Basically all other players seemed to produce choppy videos ( including regular dvd players ) but mplayer didn’t ( and there was no motion interpolation). A friend of mine told me that mplayer was very accurate ( ie each frame lasted exactly the same duration), unlike most players on the market at the time and this explained the ‘smooth’ feeling.

Is this smoothness advantage still the case ? Would anyone know why it felt like that years ago ?

replies(3): >>41277955 #>>41278808 #>>41279401 #
1. jcelerier ◴[] No.41277955[source]
It's impossible for video players to be exactly accurate on normal monitors as most computer monitors don't handle movie frame rates. Either a frame gets skipped or elongated here and there, audio get resampled while video speed changes, etc. but there's definitely no silver bullet due to imperfect hardware not matching movie data formats
replies(4): >>41278206 #>>41278479 #>>41278498 #>>41278835 #
2. globular-toast ◴[] No.41278206[source]

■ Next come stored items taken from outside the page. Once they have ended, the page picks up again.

//! Sparse image orchestration.
//!
//! A [`SparseImage`] binds a block size and a logical length to a region
//! list. Decoding fills it (see [`crate::read`]), callers may add or append
//! regions, and the write entry points drive the encoder over it.
//!
//! # Example
//!
//! ```no_run
//! use simgtool_core::{OutputTarget, SparseImage, TracingDiagnostics, WriteOptions};
//! use std::fs::File;
//! use std::path::Path;
//!
//! let image = SparseImage::import_mapped(Path::new("system.img"), true, &TracingDiagnostics);
//! let mut image = image.unwrap();
//! let mut out = File::create("system.raw").unwrap();
//! image
//!     .write(OutputTarget::Seekable(&mut out), WriteOptions::raw(), None)
//!     .unwrap();
//! ```

use std::io;
use std::path::Path;

use crate::error::{Error, Result};
use crate::format::{align_down, CHUNK_HEADER_LEN, SPARSE_HEADER_LEN};
use crate::region::{Backing, RegionList, SharedBuf};
use crate::source::Source;
use crate::write::{
    count_chunks, write_regions, ByteCounter, CallbackWriter, ChunkWriter, OutputTarget,
    WriteOptions, WriteProgress,
};

/// Block size used for flat input and by `img2simg` when none is given.
pub const DEFAULT_BLOCK_SIZE: u32 = 4096;

/// Largest region emitted as one chunk. Longer regions are split first.
pub const MAX_CHUNK_SIZE: u64 = 64 * 1024 * 1024;

/// An image: block size, logical length and the regions holding its data.
#[derive(Debug)]
pub struct SparseImage<'src> {
    block_size: u32,
    len: u64,
    regions: RegionList<'src>,
}

impl<'src> SparseImage<'src> {
    /// Creates an empty image. `block_size` must be a non-zero multiple of 4.
    pub fn new(block_size: u32, len: u64) -> Result<Self> {
        if block_size == 0 || block_size % 4 != 0 {
            return Err(Error::invalid_argument(format!(
                "block size {} is not a non-zero multiple of 4",
                block_size
            )));
        }

        Ok(Self {
            block_size,
            len,
            regions: RegionList::new(block_size),
        })
    }

    /// Block size in bytes.
    pub fn block_size(&self) -> u32 {
        self.block_size
    }

    /// Logical length of the expanded image in bytes.
    pub fn len(&self) -> u64 {
        self.len
    }

    /// Whether the logical length is zero.
    pub fn is_empty(&self) -> bool {
        self.len == 0
    }

    /// Changes the logical length. Regions past the new end are kept.
    pub fn set_len(&mut self, len: u64) {
        self.len = len;
    }

    /// The image's regions in block order.
    pub fn regions(&self) -> &RegionList<'src> {
        &self.regions
    }

    pub(crate) fn regions_mut(&mut self) -> &mut RegionList<'src> {
        &mut self.regions
    }

    pub(crate) fn into_regions(self) -> RegionList<'src> {
        self.regions
    }

    /// Adds in-memory data at `block`.
    pub fn add_data(&mut self, data: impl Into<SharedBuf>, block: u32) -> Result<()> {
        let buf = data.into();
        let len = buf.len() as u64;
        self.regions.add_data(buf, 0, len, block)
    }

    /// Adds `len` bytes of the repeated word `value` at `block`.
    pub fn add_fill(&mut self, value: u32, len: u64, block: u32) -> Result<()> {
        self.regions.add_fill(value, len, block)
    }

    /// Adds `len` bytes of the file at `path`, starting at `offset`, at `block`.
    pub fn add_file(&mut self, path: impl AsRef<Path>, offset: u64, len: u64, block: u32) -> Result<()> {
        self.regions.add_file(path.as_ref(), offset, len, block)
    }

    /// Adds `len` bytes of `source`, starting at `offset`, at `block`.
    pub fn add_stream(&mut self, source: &'src Source, offset: u64, len: u64, block: u32) -> Result<()> {
        self.regions.add_stream(source, offset, len, block)
    }

    /// First block past the logical end, for appending.
    fn append_block(&self, len: u64) -> Result<u32> {
        let block_size = self.block_size as u64;
        if self.len % block_size != 0 {
            return Err(Error::invalid_argument(format!(
                "image length {} is not a multiple of block size {}",
                self.len, block_size
            )));
        }
        if len % block_size != 0 {
            return Err(Error::invalid_argument(format!(
                "appended length {} is not a multiple of block size {}",
                len, block_size
            )));
        }

        let block = self.len / block_size;
        u32::try_from(block).map_err(|_| Error::overflow(format!("append at block {}", block)))
    }

    /// Appends `len` bytes of `source` at `offset` to the end of the image.
    pub fn append_stream(&mut self, source: &'src Source, offset: u64, len: u64) -> Result<()> {
        let block = self.append_block(len)?;
        if len > 0 {
            self.regions.add_stream(source, offset, len, block)?;
        }
        self.len += len;
        Ok(())
    }

    /// Appends the whole file at `path` to the end of the image.
    pub fn append_file(&mut self, path: impl AsRef<Path>) -> Result<()> {
        let path = path.as_ref();
        let len = std::fs::metadata(path)
            .map_err(|e| Error::io(e, path))?
            .len();
        let block = self.append_block(len)?;
        if len > 0 {
            self.regions.add_file(path, 0, len, block)?;
        }
        self.len += len;
        tracing::debug!(path = %path.display(), len, block, "appended file");
        Ok(())
    }

    /// Encodes the image to `target`.
    ///
    /// Regions longer than [`MAX_CHUNK_SIZE`] are split first. `progress`,
    /// if given, receives monotonic reports starting at zero.
    pub fn write(
        &mut self,
        target: OutputTarget<'_>,
        options: WriteOptions,
        progress: Option<&mut dyn FnMut(WriteProgress)>,
    ) -> Result<()> {
        self.encode(target, options, progress, false)
    }

    /// Encodes the image, handing every output buffer to `write_fn`.
    pub fn write_with<F>(&mut self, options: WriteOptions, write_fn: F) -> Result<()>
    where
        F: FnMut(&[u8]) -> io::Result<()>,
    {
        let mut sink = CallbackWriter(write_fn);
        self.encode(OutputTarget::Stream(&mut sink), options, None, false)
    }

    /// Number of bytes [`write`](Self::write) would produce, without reading
    /// any file or stream payloads.
    pub fn output_len(&mut self, options: WriteOptions) -> Result<u64> {
        let mut counter = ByteCounter::default();
        self.encode(OutputTarget::Stream(&mut counter), options, None, true)?;
        Ok(counter.0)
    }

    fn encode(
        &mut self,
        target: OutputTarget<'_>,
        options: WriteOptions,
        progress: Option<&mut dyn FnMut(WriteProgress)>,
        dry_run: bool,
    ) -> Result<()> {
        let max_chunk = align_down(MAX_CHUNK_SIZE, self.block_size as u64).max(self.block_size as u64);
        let before = self.regions.len();
        self.regions.split_all(max_chunk)?;
        if self.regions.len() != before {
            tracing::debug!(before, after = self.regions.len(), "split oversized regions");
        }

        let chunks = count_chunks(&self.regions, self.len)?;
        let mut writer = ChunkWriter::open(target, self.block_size, self.len, options, chunks)?;
        if dry_run {
            writer.set_dry_run();
        }
        write_regions(&mut writer, &self.regions, self.len, progress)?;
        writer.finish()
    }

    /// Splits this image into images of the same block size and logical
    /// length, each of which encodes (chunked, with checksum) to at most
    /// `max_len` bytes. Regions are moved out, leaving this image empty.
    pub fn resparse(&mut self, max_len: u64) -> Result<Vec<SparseImage<'src>>> {
        let block_size = self.block_size as u64;
        let chunk_header = CHUNK_HEADER_LEN as u64;
        // File header, a trailing skip chunk and the CRC32 chunk.
        let overhead = SPARSE_HEADER_LEN as u64 + 2 * chunk_header + 4;

        let budget = max_len
            .checked_sub(overhead)
            .filter(|&budget| budget >= chunk_header + block_size)
            .ok_or_else(|| {
                Error::invalid_argument(format!(
                    "maximum size {} leaves no room for a {} byte block",
                    max_len, block_size
                ))
            })?;

        let mut pieces = Vec::new();
        loop {
            let mut piece = SparseImage::new(self.block_size, self.len)?;
            let taken = self.take_up_to(budget)?;
            self.regions.move_range(&mut piece.regions, ..taken)?;
            pieces.push(piece);
            if self.regions.is_empty() {
                break;
            }
        }

        tracing::debug!(pieces = pieces.len(), max_len, "resparsed image");
        Ok(pieces)
    }

    /// Number of leading regions whose chunks fit in `budget` bytes, after
    /// splitting the first one that does not fit if that is worthwhile.
    fn take_up_to(&mut self, budget: u64) -> Result<usize> {
        let block_size = self.block_size;
        let chunk_header = CHUNK_HEADER_LEN as u64;
        let mut used = 0u64;
        let mut last_block = 0u64;

        for index in 0..self.regions.len() {
            let Some(region) = self.regions.get(index) else {
                break;
            };

            let gap = if region.start_block() as u64 > last_block {
                chunk_header
            } else {
                0
            };
            let cost = gap + region.encoded_len(block_size);
            last_block = region.end_block(block_size);

            if used + cost <= budget {
                used += cost;
                continue;
            }

            let room = budget.saturating_sub(used + gap + chunk_header);
            let splittable = !matches!(region.backing(), Backing::Fill(_))
                && align_down(room, block_size as u64) >= block_size as u64;

            if splittable && (index == 0 || room > budget / 8) {
                self.regions.split(index, room)?;
                return Ok(index + 1);
            }
            if index == 0 {
                return Err(Error::invalid_argument(format!(
                    "region at block {} does not fit in {} bytes",
                    region.start_block(),
                    budget
                )));
            }
            return Ok(index);
        }

        Ok(self.regions.len())
    }
}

A lot of monitors these days support a kind of variable refresh rate like Freesync, so this should be possible. I've never actually got it to work with AMD, Linux and mpv, though.

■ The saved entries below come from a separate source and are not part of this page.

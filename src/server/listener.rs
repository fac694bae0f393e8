//! Server orchestration
//!
//! Binds the control listener and the video socket, then runs the accept
//! loop, the handshake listener and the video distributor until the
//! shutdown token fires. On shutdown it waits (bounded by the grace
//! period) for its tasks and writes the announcement list back to the
//! store.

use std::future::Future;
use std::net::SocketAddr;
use std::sync::atomic::{AtomicU64, Ordering};
use std::sync::Arc;

use tokio::net::{TcpListener, TcpStream, UdpSocket};
use tokio::sync::Semaphore;
use tokio_util::sync::CancellationToken;
use tokio_util::task::TaskTracker;

use super::config::ServerConfig;
use super::handshake::HandshakeListener;
use super::hub::BroadcastHub;
use super::session::ControlSession;
use super::video::VideoDistributor;
use crate::error::{Error, Result};
use crate::media::FrameSource;
use crate::registry::{LivenessRegistry, RegistryConfig};

/// Announcement/chat and video server
pub struct VidcastServer {
    config: ServerConfig,
    hub: Arc<BroadcastHub>,
    registry: Arc<LivenessRegistry>,
    control_listener: TcpListener,
    video_socket: Arc<UdpSocket>,
    shutdown: CancellationToken,
    tracker: TaskTracker,
    next_session_id: AtomicU64,
    connection_semaphore: Option<Arc<Semaphore>>,
}

impl VidcastServer {
    /// Bind both listeners
    ///
    /// A bind failure cancels `shutdown` and returns [`Error::Bind`].
    pub async fn bind(
        config: ServerConfig,
        hub: Arc<BroadcastHub>,
        shutdown: CancellationToken,
    ) -> Result<Self> {
        Self::bind_with_registry(config, RegistryConfig::default(), hub, shutdown).await
    }

    /// Bind both listeners with a custom registry configuration
    pub async fn bind_with_registry(
        config: ServerConfig,
        registry_config: RegistryConfig,
        hub: Arc<BroadcastHub>,
        shutdown: CancellationToken,
    ) -> Result<Self> {
        let control_listener = match TcpListener::bind(config.control_addr).await {
            Ok(listener) => listener,
            Err(source) => return Err(bind_failed(config.control_addr, source, &shutdown)),
        };
        let video_socket = match UdpSocket::bind(config.video_addr).await {
            Ok(socket) => socket,
            Err(source) => return Err(bind_failed(config.video_addr, source, &shutdown)),
        };

        let connection_semaphore = if config.max_connections > 0 {
            Some(Arc::new(Semaphore::new(config.max_connections)))
        } else {
            None
        };

        Ok(Self {
            config,
            hub,
            registry: Arc::new(LivenessRegistry::with_config(registry_config)),
            control_listener,
            video_socket: Arc::new(video_socket),
            shutdown,
            tracker: TaskTracker::new(),
            next_session_id: AtomicU64::new(1),
            connection_semaphore,
        })
    }

    /// Bound control address (useful when binding port 0)
    pub fn control_addr(&self) -> Result<SocketAddr> {
        Ok(self.control_listener.local_addr()?)
    }

    /// Bound video/handshake address
    pub fn video_addr(&self) -> Result<SocketAddr> {
        Ok(self.video_socket.local_addr()?)
    }

    pub fn hub(&self) -> &Arc<BroadcastHub> {
        &self.hub
    }

    pub fn registry(&self) -> &Arc<LivenessRegistry> {
        &self.registry
    }

    pub fn shutdown_token(&self) -> CancellationToken {
        self.shutdown.clone()
    }

    /// Run until the shutdown token fires
    ///
    /// Without a frame source the server runs control and handshake only.
    pub async fn run(self, source: Option<Box<dyn FrameSource>>) -> Result<()> {
        tracing::info!(
            control = %self.control_addr()?,
            video = %self.video_addr()?,
            "Server listening"
        );

        self.tracker.spawn(
            HandshakeListener::new(Arc::clone(&self.video_socket), Arc::clone(&self.registry))
                .run(self.shutdown.clone()),
        );

        match source {
            Some(source) => {
                let distributor = VideoDistributor::new(
                    Arc::clone(&self.video_socket),
                    Arc::clone(&self.registry),
                    source,
                    &self.config,
                );
                let shutdown = self.shutdown.clone();
                self.tracker.spawn(async move {
                    distributor.run(shutdown).await;
                });
            }
            None => tracing::info!("No frame source, video distribution disabled"),
        }

        tokio::select! {
            _ = self.shutdown.cancelled() => {
                tracing::info!("Shutdown signal received");
            }
            _ = self.accept_loop() => {}
        }

        self.finish().await;
        Ok(())
    }

    /// Run until `signal` resolves, then shut down
    pub async fn run_until<F>(self, source: Option<Box<dyn FrameSource>>, signal: F) -> Result<()>
    where
        F: Future<Output = ()> + Send + 'static,
    {
        let shutdown = self.shutdown.clone();
        let trigger = tokio::spawn(async move {
            signal.await;
            shutdown.cancel();
        });

        let result = self.run(source).await;
        trigger.abort();
        result
    }

    async fn accept_loop(&self) {
        loop {
            match self.control_listener.accept().await {
                Ok((socket, peer_addr)) => {
                    self.handle_connection(socket, peer_addr);
                }
                Err(e) => {
                    tracing::error!(error = %e, "Failed to accept connection");
                }
            }
        }
    }

    fn handle_connection(&self, socket: TcpStream, peer_addr: SocketAddr) {
        // Check connection limit
        let permit = if let Some(ref sem) = self.connection_semaphore {
            match sem.clone().try_acquire_owned() {
                Ok(permit) => Some(permit),
                Err(_) => {
                    tracing::warn!(peer = %peer_addr, "Connection rejected: limit reached");
                    return;
                }
            }
        } else {
            None
        };

        let session_id = self.next_session_id.fetch_add(1, Ordering::Relaxed);

        tracing::debug!(session_id = session_id, peer = %peer_addr, "New connection");

        if let Err(e) = self.configure_socket(&socket) {
            tracing::error!(error = %e, "Failed to configure socket");
            return;
        }

        let session = ControlSession::new(
            session_id,
            socket,
            peer_addr,
            self.config.clone(),
            Arc::clone(&self.hub),
            &self.shutdown,
        );

        self.tracker.spawn(async move {
            let _permit = permit;
            if let Err(e) = session.run().await {
                tracing::debug!(session_id = session_id, error = %e, "Connection error");
            }
        });
    }

    fn configure_socket(&self, socket: &TcpStream) -> std::io::Result<()> {
        if self.config.tcp_nodelay {
            socket.set_nodelay(true)?;
        }
        Ok(())
    }

    async fn finish(self) {
        self.tracker.close();
        if tokio::time::timeout(self.config.shutdown_grace, self.tracker.wait())
            .await
            .is_err()
        {
            tracing::warn!(
                remaining = self.tracker.len(),
                "Tasks still running after shutdown grace period"
            );
        }

        if let Err(e) = self.hub.flush().await {
            tracing::error!(error = %e, "Failed to save announcements on shutdown");
        }
        tracing::info!("Server stopped");
    }
}

fn bind_failed(addr: SocketAddr, source: std::io::Error, shutdown: &CancellationToken) -> Error {
    tracing::error!(addr = %addr, error = %source, "Failed to bind listener");
    shutdown.cancel();
    Error::Bind { addr, source }
}

#[cfg(test)]
mod tests {
    use super::*;
    use crate::server::auth::PrivilegedAddress;
    use crate::store::MemoryStore;

    fn hub() -> Arc<BroadcastHub> {
        Arc::new(BroadcastHub::new(
            Arc::new(MemoryStore::new()),
            Arc::new(PrivilegedAddress("127.0.0.1".parse().unwrap())),
        ))
    }

    fn loopback_config() -> ServerConfig {
        ServerConfig::default()
            .control_addr("127.0.0.1:0".parse().unwrap())
            .video_addr("127.0.0.1:0".parse().unwrap())
    }

    #[tokio::test]
    async fn test_bind_failure_cancels_shutdown() {
        let taken = TcpListener::bind("127.0.0.1:0").await.unwrap();
        let config = loopback_config().control_addr(taken.local_addr().unwrap());
        let shutdown = CancellationToken::new();

        let result = VidcastServer::bind(config, hub(), shutdown.clone()).await;

        assert!(matches!(result, Err(Error::Bind { .. })));
        assert!(shutdown.is_cancelled());
    }

    #[tokio::test]
    async fn test_run_until_flushes_store() {
        let store = Arc::new(MemoryStore::new());
        let hub = Arc::new(BroadcastHub::new(
            store.clone(),
            Arc::new(PrivilegedAddress("127.0.0.1".parse().unwrap())),
        ));
        hub.create_announcement(&"127.0.0.1:1".parse().unwrap(), "persist me")
            .await;
        crate::store::AnnouncementStore::replace(store.as_ref(), &[]).unwrap();

        let server = VidcastServer::bind(loopback_config(), hub, CancellationToken::new())
            .await
            .unwrap();
        server
            .run_until(None, async {
                tokio::time::sleep(std::time::Duration::from_millis(50)).await;
            })
            .await
            .unwrap();

        let saved = crate::store::AnnouncementStore::load(store.as_ref()).unwrap();
        assert_eq!(saved[0].message, "persist me");
    }
}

3. loeg ◴[] No.41278479[source]
It's relatively easy to get 100us level precision in CPU wait and mpv has 42ms (42,000us) to emit each frame (at 24fps). Nevermind that the monitor refresh is likely 60fps or better so each frame lasts for two+ monitor frames anyway. As long as it is consistent with each frame timing it should be very rare that a video frame is skipped or doubled up.

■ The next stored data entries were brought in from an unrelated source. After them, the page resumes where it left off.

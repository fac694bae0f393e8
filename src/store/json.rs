//! JSON file store
//!
//! The file holds a JSON array of `{id, message, timestamp}` objects,
//! newest first. Saves write a sibling temporary file and rename it over
//! the original, so a crash mid-save leaves the previous list intact.
//! Records without a non-empty `message` or a usable `timestamp` are
//! skipped with a warning on load.
//!
//! `timestamp` is written as milliseconds since the Unix epoch. On load it
//! may also be an ISO-8601 string (RFC 3339, or a date-time without an
//! offset, read as UTC), as found in files written by older hosts.

use std::ffi::OsString;
use std::fs::{self, File};
use std::io::{ErrorKind, Write};
use std::path::{Path, PathBuf};

use serde_json::Value;
use time::format_description::well_known::Rfc3339;
use time::macros::format_description;
use time::{OffsetDateTime, PrimitiveDateTime};

use super::AnnouncementStore;
use crate::error::StoreError;
use crate::protocol::message::Announcement;

/// Announcement list persisted as a JSON file
#[derive(Debug, Clone)]
pub struct JsonFileStore {
    path: PathBuf,
}

impl JsonFileStore {
    pub fn new(path: impl Into<PathBuf>) -> Self {
        Self { path: path.into() }
    }

    pub fn path(&self) -> &Path {
        &self.path
    }

    fn temp_path(&self) -> PathBuf {
        let mut name = OsString::from(self.path.as_os_str());
        name.push(".tmp");
        PathBuf::from(name)
    }
}

impl AnnouncementStore for JsonFileStore {
    fn load(&self) -> Result<Vec<Announcement>, StoreError> {
        let data = match fs::read(&self.path) {
            Ok(data) => data,
            Err(e) if e.kind() == ErrorKind::NotFound => {
                tracing::info!(path = %self.path.display(), "No announcement file, starting empty");
                return Ok(Vec::new());
            }
            Err(e) => return Err(e.into()),
        };

        let records: Vec<Value> = serde_json::from_slice(&data)?;
        let total = records.len();

        let mut announcements: Vec<Announcement> = records
            .into_iter()
            .filter_map(|record| {
                let parsed = parse_record(&record);
                if parsed.is_none() {
                    tracing::warn!(record = %record, "Skipping invalid announcement record");
                }
                parsed
            })
            .collect();

        // Newest first, regardless of how the file was ordered
        announcements.sort_by(|a, b| b.timestamp.cmp(&a.timestamp));

        tracing::info!(
            path = %self.path.display(),
            loaded = announcements.len(),
            skipped = total - announcements.len(),
            "Loaded announcements"
        );

        Ok(announcements)
    }

    fn append(&self, announcement: &Announcement) -> Result<(), StoreError> {
        let mut announcements = self.load()?;
        announcements.insert(0, announcement.clone());
        self.replace(&announcements)
    }

    fn replace(&self, announcements: &[Announcement]) -> Result<(), StoreError> {
        let data = serde_json::to_vec_pretty(announcements)?;
        let temp = self.temp_path();

        {
            let mut file = File::create(&temp)?;
            file.write_all(&data)?;
            file.sync_all()?;
        }
        fs::rename(&temp, &self.path)?;

        tracing::debug!(
            path = %self.path.display(),
            count = announcements.len(),
            "Saved announcements"
        );
        Ok(())
    }
}

fn parse_record(record: &Value) -> Option<Announcement> {
    let message = record.get("message")?.as_str()?.trim();
    if message.is_empty() {
        return None;
    }
    let timestamp = parse_timestamp(record.get("timestamp")?)?;
    let id = record
        .get("id")
        .and_then(Value::as_str)
        .map(str::to_string)
        .unwrap_or_else(|| timestamp.to_string());

    Some(Announcement {
        id,
        message: message.to_string(),
        timestamp,
    })
}

fn parse_timestamp(value: &Value) -> Option<u64> {
    match value {
        Value::Number(millis) => millis.as_u64(),
        Value::String(text) => parse_iso8601_millis(text.trim()),
        _ => None,
    }
}

fn parse_iso8601_millis(text: &str) -> Option<u64> {
    let at = match OffsetDateTime::parse(text, &Rfc3339) {
        Ok(at) => at,
        Err(_) => PrimitiveDateTime::parse(
            text,
            format_description!("[year]-[month]-[day]T[hour]:[minute]:[second][optional [.[subsecond]]]"),
        )
        .ok()?
        .assume_utc(),
    };
    u64::try_from(at.unix_timestamp_nanos() / 1_000_000).ok()
}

replies(2): >>41280846 #>>41282064 #
4. ac29 ◴[] No.41278498[source]
48hz support seems pretty common.
replies(1): >>41282053 #
5. Dylan16807 ◴[] No.41278835[source]
120Hz screens are good enough here that I'd call them a silver bullet.
6. globular-toast ◴[] No.41280846[source]
Frames shouldn't be skipped but if the monitor is at 60Hz and the video is at 24 then many frames will have to come early or late. That's what causes the stutter that is most apparent on slow planning scenes. It's like the reel in the projector is being fed through in a jerky manner so each from lines up with one of the monitor frames rather than going through at constant speed like it's supposed to. There's no way around this. However with 120Hz monitors you just display one frame every 5 frames and no jerky motion is required (except the fact that US releases are at 23.976fps, not 24, so a frame will have to be doubled every now and then I guess, or maybe the soundtrack is just pitched up to 24? Don't know).
replies(1): >>41282593 #
7. jcelerier ◴[] No.41282053[source]
Is it ? I had dozens of monitors and never saw it
replies(1): >>41289944 #
8. jcelerier ◴[] No.41282064[source]
The CPU computation time is definitely not a problem, the fact that 60/24 (or sometimes 23.97) is not an integer is
9. loeg ◴[] No.41282593{3}[source]
I don't think frames coming at most 8.3ms early/late are perceptible, much less "jerky."
replies(1): >>41284443 #
10. globular-toast ◴[] No.41284443{4}[source]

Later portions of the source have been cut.